I'm not sure I understand/agree with this explanation. You're saying
that commits that fix issues in newly introduced features got folded in
the feature before it was sent during the merge window, so then there
was no need for them to be tagged for stable?
This would be also true for -rc cycle patches if they fix a commit that
was introduced in that merge window: patches that fix a feature that got
in that same merge window don't need to be tagged for stable either
since the feature didn't exist in a previous release.
The way I see it is that -stable commits fix a bug that was introduced
in a feature that exists in a kernel that was already released. At that
point, the fix can come in at any point in time, whether the fix was
created during the merge window, or during an -rc cycle.
It also appears that pretty much the same ratio of commits are tagged
for -stable accross all -rc cycles, so there are no spikes at any point
during the cycle, which seems to suggest that there is no particular
relationship between when a -stable commit is created to the stage in a
release cycle of the current kernel.
>> 2. Maintainers need to stop writing patches, commiting them, and pushing them
>> in without reviews. In -rc cycles there is quite a large number of commits
>> that were either written by maintainers, commited, and merged upstream the
>> same day. These patches are very likely to introduce a new bug.
>
>Developers are humans before anything else. We probably all address most
>bug reports the same way : "ah, of course, stupid me, now that's fixed".
>Keep in mind that for the developer, the pressure has lowered now that
>the code got merged, and that mentally the fix is "on top" of the initial
>work and no more part of it. It often means a narrower mental image of
>how the fix fits in the whole code.
>
>I think that you'll also notice that fixes that address bugs introduced
>during the merge window of the same version will more often introduce
>bugs than the ones which address 6-months old bugs which require some
>deeper thinking. In short it indicates that we tend to believe we are
>better than we really are, especially very late at night.
I very much agree. I also think that "upper-level" maintainers, and
Linus in particular have to stop this behavior. Yes, folks who do these
patches are often very familiar with the subsystem, but this doesn't
mean that they don't make mistakes.
It's as if during -rc cycles all rules are void and bug fixes are now
no be collected and merged in as fast as humanly possible without any
regard to how well these fixes were tested.

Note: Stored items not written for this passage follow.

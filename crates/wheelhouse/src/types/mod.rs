//! Core types shared across the library: package names, wheel filenames, and
//! the metadata records parsed out of a wheel archive.

mod entry_points;
mod package_name;
mod rfc822ish;
mod wheel_filename;
mod wheel_metadata;

pub use entry_points::{EntryPoints, ParseEntryPointsError};
pub use package_name::{NormalizedPackageName, PackageName, ParsePackageNameError};
pub use rfc822ish::{RFC822ish, RFC822ishError};
pub use wheel_filename::{ParseWheelFilenameError, WheelFilename};
pub use wheel_metadata::{WheelMetadata, WheelMetadataError};
use std::fmt::{Display, Formatter};
use std::str::FromStr;

use pep440_rs::Version;
use serde_with::{DeserializeFromStr, SerializeDisplay};
use thiserror::Error;

use super::{PackageName, ParsePackageNameError};

/// The components of a wheel filename:
/// `{distribution}-{version}(-{build})?-{python tags}-{abi tags}-{platform tags}.whl`.
///
/// See [PEP 427](https://www.python.org/dev/peps/pep-0427/#file-name-convention).
/// The filename is only a fallback source of truth; the authoritative name,
/// version and tags come from the `METADATA` and `WHEEL` files inside the
/// archive.
#[derive(Debug, Clone, PartialEq, Eq, SerializeDisplay, DeserializeFromStr)]
pub struct WheelFilename {
    /// Distribution name, e.g. `requests`.
    pub distribution: PackageName,

    /// Distribution version, e.g. `2.31.0`.
    pub version: Version,

    /// Optional build tag, kept verbatim.
    pub build_tag: Option<String>,

    /// Language implementation tags, e.g. `py3` or `py2.py3`.
    pub py_tags: Vec<String>,

    /// ABI tags, e.g. `none` or `cp311`.
    pub abi_tags: Vec<String>,

    /// Platform tags, e.g. `any` or `manylinux_2_17_x86_64`.
    pub arch_tags: Vec<String>,
}

#[derive(Debug, Clone, Error)]
#[allow(missing_docs)]
pub enum ParseWheelFilenameError {
    #[error("'{0}' is not a wheel filename (missing .whl extension)")]
    NotAWheel(String),

    #[error("wheel filename '{0}' does not have the expected number of segments")]
    WrongNumberOfSegments(String),

    #[error("invalid distribution name in wheel filename: {0}")]
    InvalidName(#[from] ParsePackageNameError),

    #[error("invalid version in wheel filename: {0}")]
    InvalidVersion(String),
}

impl FromStr for WheelFilename {
    type Err = ParseWheelFilenameError;

    fn from_str(s: &str) -> Result<Self, Self::Err> {
        let stem = s
            .strip_suffix(".whl")
            .ok_or_else(|| ParseWheelFilenameError::NotAWheel(s.to_owned()))?;

        let segments: Vec<&str> = stem.split('-').collect();
        let (distribution, version, build_tag, tag_start) = match segments.len() {
            5 => (segments[0], segments[1], None, 2),
            6 => (segments[0], segments[1], Some(segments[2].to_owned()), 3),
            _ => {
                return Err(ParseWheelFilenameError::WrongNumberOfSegments(
                    s.to_owned(),
                ))
            }
        };
        let tags = &segments[tag_start..];

        Ok(WheelFilename {
            distribution: distribution.parse()?,
            version: version
                .parse()
                .map_err(ParseWheelFilenameError::InvalidVersion)?,
            build_tag,
            py_tags: tags[0].split('.').map(str::to_owned).collect(),
            abi_tags: tags[1].split('.').map(str::to_owned).collect(),
            arch_tags: tags[2].split('.').map(str::to_owned).collect(),
        })
    }
}

impl Display for WheelFilename {
    fn fmt(&self, f: &mut Formatter<'_>) -> std::fmt::Result {
        write!(
            f,
            "{dist}-{ver}{build}-{py}-{abi}-{arch}.whl",
            dist = self.distribution.as_given(),
            ver = self.version,
            build = self
                .build_tag
                .as_deref()
                .map_or_else(String::new, |tag| format!("-{tag}")),
            py = self.py_tags.join("."),
            abi = self.abi_tags.join("."),
            arch = self.arch_tags.join("."),
        )
    }
}

#[cfg(test)]
mod test {
    use super::*;

    #[test]
    fn test_parse_pure_wheel() {
        let name: WheelFilename = "sample_package-2.0.0-py3-none-any.whl".parse().unwrap();
        assert_eq!(name.distribution.as_str(), "sample-package");
        assert_eq!(name.version.to_string(), "2.0.0");
        assert_eq!(name.build_tag, None);
        assert_eq!(name.py_tags, vec!["py3"]);
        assert_eq!(name.abi_tags, vec!["none"]);
        assert_eq!(name.arch_tags, vec!["any"]);
    }

    #[test]
    fn test_parse_platform_wheel_with_build_tag() {
        let name: WheelFilename = "cryptography-41.0.0-1-cp311-abi3-manylinux_2_17_x86_64.whl"
            .parse()
            .unwrap();
        assert_eq!(name.build_tag.as_deref(), Some("1"));
        assert_eq!(name.abi_tags, vec!["abi3"]);
        assert_eq!(name.arch_tags, vec!["manylinux_2_17_x86_64"]);
    }

    #[test]
    fn test_parse_compound_tags() {
        let name: WheelFilename = "six-1.16.0-py2.py3-none-any.whl".parse().unwrap();
        assert_eq!(name.py_tags, vec!["py2", "py3"]);
    }

    #[test]
    fn test_roundtrip_display() {
        let raw = "sample_package-2.0.0-py3-none-any.whl";
        let parsed: WheelFilename = raw.parse().unwrap();
        assert_eq!(parsed.to_string(), raw);
    }

    #[test]
    fn test_rejects_non_wheels() {
        assert!("sample-2.0.0.tar.gz".parse::<WheelFilename>().is_err());
        assert!("sample-2.0.0.whl".parse::<WheelFilename>().is_err());
    }
}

With merge window stuff, Linus will make lots of noise if commits didn't
spend any time in -next (see https://lkml.org/lkml/2017/2/23/611) for
example. But it seems that -rc commits don't have that requirement.
>> I don't really have a proposal beyond "tighten up -rc cycles", but I think
>> it's a discussion worth having. We have enough data to show what parts of
>> kernel development work, and what parts are just hurting us.
>
>I'm inclined to believe that making individuals aware of their own
>mistakes can help. I personally like to try to understand how I managed
>to introduce a bug, it's always useful. Very often it's around "I was
>pretty sure it didn't require testing, the change was so obvious". We
>all know this feeling when you write 100 lines in a new file, you
>compile, and it builds without any warning and apparently works, and
>suddenly you think "uh oh, what did I do wrong?" and you have no idea
>where to start to look for possible mistakes.
>
>Probably that some statistics on mistake classifications and maybe some
>affected subsystems (if that doesn't blame anyone) could be useful.